**Records shown**
————
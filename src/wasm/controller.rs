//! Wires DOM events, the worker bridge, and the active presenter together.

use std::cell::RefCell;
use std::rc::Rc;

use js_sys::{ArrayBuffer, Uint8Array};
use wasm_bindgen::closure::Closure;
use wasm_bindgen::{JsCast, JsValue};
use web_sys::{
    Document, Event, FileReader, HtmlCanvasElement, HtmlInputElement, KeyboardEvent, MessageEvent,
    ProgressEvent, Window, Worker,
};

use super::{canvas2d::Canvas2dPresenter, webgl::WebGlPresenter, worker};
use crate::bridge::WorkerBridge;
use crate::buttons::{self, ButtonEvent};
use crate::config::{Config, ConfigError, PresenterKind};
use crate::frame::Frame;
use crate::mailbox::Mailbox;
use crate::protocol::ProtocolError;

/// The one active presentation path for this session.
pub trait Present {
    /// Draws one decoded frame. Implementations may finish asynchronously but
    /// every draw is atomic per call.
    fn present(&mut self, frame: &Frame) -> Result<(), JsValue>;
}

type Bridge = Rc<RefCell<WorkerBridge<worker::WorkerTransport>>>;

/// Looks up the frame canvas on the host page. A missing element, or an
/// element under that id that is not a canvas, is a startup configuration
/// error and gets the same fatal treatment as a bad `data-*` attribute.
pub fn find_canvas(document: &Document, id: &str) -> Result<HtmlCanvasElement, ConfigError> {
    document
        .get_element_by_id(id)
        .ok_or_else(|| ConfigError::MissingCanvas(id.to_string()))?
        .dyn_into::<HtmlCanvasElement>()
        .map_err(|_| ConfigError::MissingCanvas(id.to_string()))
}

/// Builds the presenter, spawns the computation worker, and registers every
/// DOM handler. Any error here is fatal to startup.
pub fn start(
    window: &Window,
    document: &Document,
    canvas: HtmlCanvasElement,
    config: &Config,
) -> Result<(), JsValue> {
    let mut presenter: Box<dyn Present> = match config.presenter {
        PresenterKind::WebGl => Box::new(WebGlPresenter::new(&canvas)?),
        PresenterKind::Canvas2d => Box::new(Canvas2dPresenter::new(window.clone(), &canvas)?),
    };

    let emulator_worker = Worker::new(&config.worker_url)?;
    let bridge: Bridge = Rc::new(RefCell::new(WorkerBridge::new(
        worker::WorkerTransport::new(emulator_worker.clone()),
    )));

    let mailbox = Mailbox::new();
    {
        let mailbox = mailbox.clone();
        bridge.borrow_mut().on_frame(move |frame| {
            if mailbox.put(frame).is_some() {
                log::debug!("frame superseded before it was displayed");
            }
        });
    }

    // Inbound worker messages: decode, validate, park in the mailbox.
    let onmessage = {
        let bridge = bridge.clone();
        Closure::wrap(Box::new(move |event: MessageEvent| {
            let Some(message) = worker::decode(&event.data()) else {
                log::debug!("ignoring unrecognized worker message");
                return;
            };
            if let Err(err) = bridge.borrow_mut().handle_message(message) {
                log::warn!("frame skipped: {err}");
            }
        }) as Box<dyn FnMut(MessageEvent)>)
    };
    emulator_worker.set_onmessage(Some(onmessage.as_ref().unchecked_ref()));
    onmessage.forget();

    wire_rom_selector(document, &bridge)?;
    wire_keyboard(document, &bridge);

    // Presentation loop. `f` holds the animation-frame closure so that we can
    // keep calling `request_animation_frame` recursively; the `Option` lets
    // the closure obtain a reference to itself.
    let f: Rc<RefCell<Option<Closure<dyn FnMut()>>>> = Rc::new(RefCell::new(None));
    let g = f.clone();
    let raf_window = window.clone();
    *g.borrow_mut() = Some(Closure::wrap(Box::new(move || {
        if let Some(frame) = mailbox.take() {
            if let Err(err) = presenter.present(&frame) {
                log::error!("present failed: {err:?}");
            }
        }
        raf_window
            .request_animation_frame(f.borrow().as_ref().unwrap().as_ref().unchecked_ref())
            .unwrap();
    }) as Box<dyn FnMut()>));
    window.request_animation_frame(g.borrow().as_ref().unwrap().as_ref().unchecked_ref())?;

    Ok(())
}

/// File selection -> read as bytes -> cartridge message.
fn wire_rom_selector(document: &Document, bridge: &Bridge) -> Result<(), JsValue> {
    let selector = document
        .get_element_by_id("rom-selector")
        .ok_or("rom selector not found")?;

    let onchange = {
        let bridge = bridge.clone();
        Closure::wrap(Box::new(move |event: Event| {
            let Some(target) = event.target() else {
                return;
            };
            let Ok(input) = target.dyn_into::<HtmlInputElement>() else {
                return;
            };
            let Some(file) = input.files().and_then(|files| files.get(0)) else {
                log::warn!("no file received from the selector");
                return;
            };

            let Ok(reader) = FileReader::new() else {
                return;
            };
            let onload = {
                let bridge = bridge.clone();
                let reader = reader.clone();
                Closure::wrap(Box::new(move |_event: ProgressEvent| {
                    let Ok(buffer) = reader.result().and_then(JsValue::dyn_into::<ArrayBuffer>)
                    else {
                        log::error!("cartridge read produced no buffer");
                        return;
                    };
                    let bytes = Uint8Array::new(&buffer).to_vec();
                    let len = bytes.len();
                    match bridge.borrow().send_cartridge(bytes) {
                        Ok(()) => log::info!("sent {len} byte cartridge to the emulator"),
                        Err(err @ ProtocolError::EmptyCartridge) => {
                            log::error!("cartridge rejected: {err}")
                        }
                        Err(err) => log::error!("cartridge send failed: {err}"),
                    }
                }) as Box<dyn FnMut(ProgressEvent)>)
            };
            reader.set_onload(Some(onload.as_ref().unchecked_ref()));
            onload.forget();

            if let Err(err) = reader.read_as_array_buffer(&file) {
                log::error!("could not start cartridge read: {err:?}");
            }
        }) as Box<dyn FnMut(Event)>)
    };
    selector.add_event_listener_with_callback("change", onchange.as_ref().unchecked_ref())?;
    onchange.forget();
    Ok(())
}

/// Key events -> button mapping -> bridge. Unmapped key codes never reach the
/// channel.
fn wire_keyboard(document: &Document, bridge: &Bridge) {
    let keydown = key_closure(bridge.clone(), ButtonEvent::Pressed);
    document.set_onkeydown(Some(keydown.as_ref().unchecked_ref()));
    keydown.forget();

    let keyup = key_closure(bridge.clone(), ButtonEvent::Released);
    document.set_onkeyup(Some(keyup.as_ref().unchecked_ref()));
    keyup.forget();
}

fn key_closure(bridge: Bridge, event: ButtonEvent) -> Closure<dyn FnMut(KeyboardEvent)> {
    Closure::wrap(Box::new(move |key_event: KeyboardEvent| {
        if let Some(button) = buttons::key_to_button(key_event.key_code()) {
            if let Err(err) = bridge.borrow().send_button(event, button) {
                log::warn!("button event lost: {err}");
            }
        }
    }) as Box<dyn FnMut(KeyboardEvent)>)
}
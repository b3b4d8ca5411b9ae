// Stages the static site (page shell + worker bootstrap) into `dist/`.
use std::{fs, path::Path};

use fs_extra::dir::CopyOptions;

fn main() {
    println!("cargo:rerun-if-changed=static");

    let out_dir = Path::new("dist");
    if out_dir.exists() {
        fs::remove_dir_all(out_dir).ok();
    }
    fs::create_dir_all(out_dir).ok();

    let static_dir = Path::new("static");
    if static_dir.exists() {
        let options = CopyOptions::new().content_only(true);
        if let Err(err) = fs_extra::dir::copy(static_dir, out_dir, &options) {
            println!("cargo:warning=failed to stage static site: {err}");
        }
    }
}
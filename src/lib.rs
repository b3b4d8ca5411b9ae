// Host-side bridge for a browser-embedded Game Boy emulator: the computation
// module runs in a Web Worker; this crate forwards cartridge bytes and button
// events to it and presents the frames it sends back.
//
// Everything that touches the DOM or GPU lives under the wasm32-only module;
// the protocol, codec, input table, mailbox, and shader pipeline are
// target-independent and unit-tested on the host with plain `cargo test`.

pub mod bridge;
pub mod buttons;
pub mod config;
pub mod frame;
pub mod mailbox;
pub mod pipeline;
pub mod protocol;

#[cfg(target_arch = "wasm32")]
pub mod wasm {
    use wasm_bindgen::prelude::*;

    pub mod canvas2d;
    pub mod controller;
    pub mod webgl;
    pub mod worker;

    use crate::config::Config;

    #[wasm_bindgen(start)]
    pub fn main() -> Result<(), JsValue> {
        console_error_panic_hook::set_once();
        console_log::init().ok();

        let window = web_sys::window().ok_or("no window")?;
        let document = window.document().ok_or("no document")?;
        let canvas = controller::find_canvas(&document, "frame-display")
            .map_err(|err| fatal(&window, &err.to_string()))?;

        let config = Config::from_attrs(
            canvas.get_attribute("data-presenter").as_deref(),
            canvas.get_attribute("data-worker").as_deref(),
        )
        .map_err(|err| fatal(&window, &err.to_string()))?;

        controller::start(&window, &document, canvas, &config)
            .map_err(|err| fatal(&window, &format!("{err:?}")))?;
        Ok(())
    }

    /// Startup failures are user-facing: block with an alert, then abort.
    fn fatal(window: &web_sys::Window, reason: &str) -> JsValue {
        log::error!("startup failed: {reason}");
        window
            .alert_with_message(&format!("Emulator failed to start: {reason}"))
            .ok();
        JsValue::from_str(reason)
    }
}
————
**Task brief**
Retype exactly, and only, the lines above from the one where "as Box<dyn FnMut(Event)>)" occurs up to and including the one where "fn wire_keyboard(document: &Document, bridge: &Bridge)" occurs.

**Finished exercise**
        }) as Box<dyn FnMut(Event)>)
    };
    selector.add_event_listener_with_callback("change", onchange.as_ref().unchecked_ref())?;
    onchange.forget();
    Ok(())
}

/// Key events -> button mapping -> bridge. Unmapped key codes never reach the
/// channel.
fn wire_keyboard(document: &Document, bridge: &Bridge) {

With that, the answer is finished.